Кроме того, мы обнаружим, что в более поздних трактатах о памяти, несомненно, принадлежащих традиции, которая берет свое начало в схоластическом понимании памяти, Рай и Ад трактуются как «памятные места» и в некоторых случаях сопровождаются схемами этих «мест» для их использования в «искусной памяти»110. Как выяснится позже, Бонкомпаньо предвосхитил и другие черты позднейшей традиции памяти.
Поэтому мы должны быть настороже и отвергать предположение о том, что, если Альберт и Фома так твердо отстаивают необходимость развития «искусной памяти» как части благоразумия, значит, они имеют в виду именно то, что мы называем «мнемотехникой». Речь может идти, помимо прочего, о том, чтобы запечатлеть в памяти образы добродетелей и пороков, сделать их живыми и впечатляющими в соответствии с классическими правилами, чтобы они как «памятные знаки» помогали нам достичь небес и избежать преисподней.
Возможно, схоласты отводили особое место уже существующим представлениям об искусной памяти или переиначивали эти представления в рамках пересмотра всей системы добродетелей и пороков. Эти общие изменения стали необходимы, после того как средневековая мысль открыла для себя Аристотеля, чей вклад в общую сумму знаний, которые надлежало удерживать в рамках католицизма, был в области этики не менее значителен, чем в других областях. «Никомахова этика» усложнила представления о добродетелях и пороках, как и об их частях, и новая оценка благоразумия, данная Альбертом и Фомой, следовала их общему стремлению привести эти представления в соответствие с требованиями времени.

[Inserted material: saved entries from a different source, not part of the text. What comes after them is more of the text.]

//! A minimal static file HTTP daemon.
//!
//! The daemon answers exactly one `GET` per connection out of a single document root,
//! then closes the connection.
//!
//! # Features
//!
//! - Parse the request line of a connection; headers and body are ignored
//! - Map request paths onto the document root, with a default document for `.../`
//! - Infer content types from a fixed extension table, falling back to a content probe
//! - Frame responses with `Date`, `Connection: close` and `Content-Length` headers
//! - One task per connection, with a connection limit and a request-line deadline
//!
//! # Examples
//!
//! ## Parsing a request line
//!
//! ```
//! use filehttp_rs::{parse_request_line, Method};
//!
//! let request = parse_request_line(b"GET /index.html HTTP/1.1\r\n").unwrap();
//! assert_eq!(request.method, Method::GET);
//! assert_eq!(request.path, "/index.html");
//! ```
//!
//! ## Error handling
//!
//! ```
//! use filehttp_rs::{parse_request_line, ParserError};
//!
//! match parse_request_line(b"GET\r\n") {
//!     Ok(_) => println!("Request parsed successfully"),
//!     Err(ParserError::MalformedRequestLine(line)) => {
//!         println!("Malformed request line: {}", line)
//!     }
//!     Err(err) => println!("Other error: {}", err),
//! }
//! ```
//!
//! ## Framing a response
//!
//! ```
//! use filehttp_rs::{HttpResponse, StatusCode};
//!
//! let bytes = HttpResponse::status_page(StatusCode::NotFound).to_bytes();
//! assert!(bytes.starts_with(b"HTTP/1.1 404 Not Found\r\n"));
//! assert!(bytes.ends_with(b"\r\n\r\nNot Found"));
//! ```
//!
//! ## Serving a directory
//!
//! ```no_run
//! use filehttp_rs::{HttpServer, ServerConfig};
//!
//! #[tokio::main]
//! async fn main() -> Result<(), filehttp_rs::ServerError> {
//!     let config = ServerConfig {
//!         document_root: "site".to_string(),
//!         ..ServerConfig::default()
//!     };
//!     HttpServer::new(config).start().await
//! }
//! ```

// Export the parser module
pub mod parser;

// Export the server module
pub mod server;

// Re-export commonly used items for convenience
pub use parser::{Error as ParserError, HttpRequest, Method, parse_request_line};
pub use server::{Error as ServerError, HttpResponse, HttpServer, ServerConfig, StatusCode};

Примечательным новшеством была их интерпретация наставлений в искусной памяти в терминах психологии, как они представлены в аристотелевском труде De memoria et reminiscentia. Их триумфальный вывод о том, что Туллиевы правила подтверждаются Аристотелем, в корне изменил отношение к искусной памяти. Вообще, риторике отводилось скорее не слишком высокое место в схоластических воззрениях, отказавшихся от гуманизма XII столетия. Но та часть риторики, которую составляла искусная память, покинула свою нишу в схеме свободных искусств и стала не только частью одной из основных добродетелей, но и достойным объектом диалектического анализа.
Обратимся к тому, как истолковывают искусную память Альберт Великий и Фома Аквинский.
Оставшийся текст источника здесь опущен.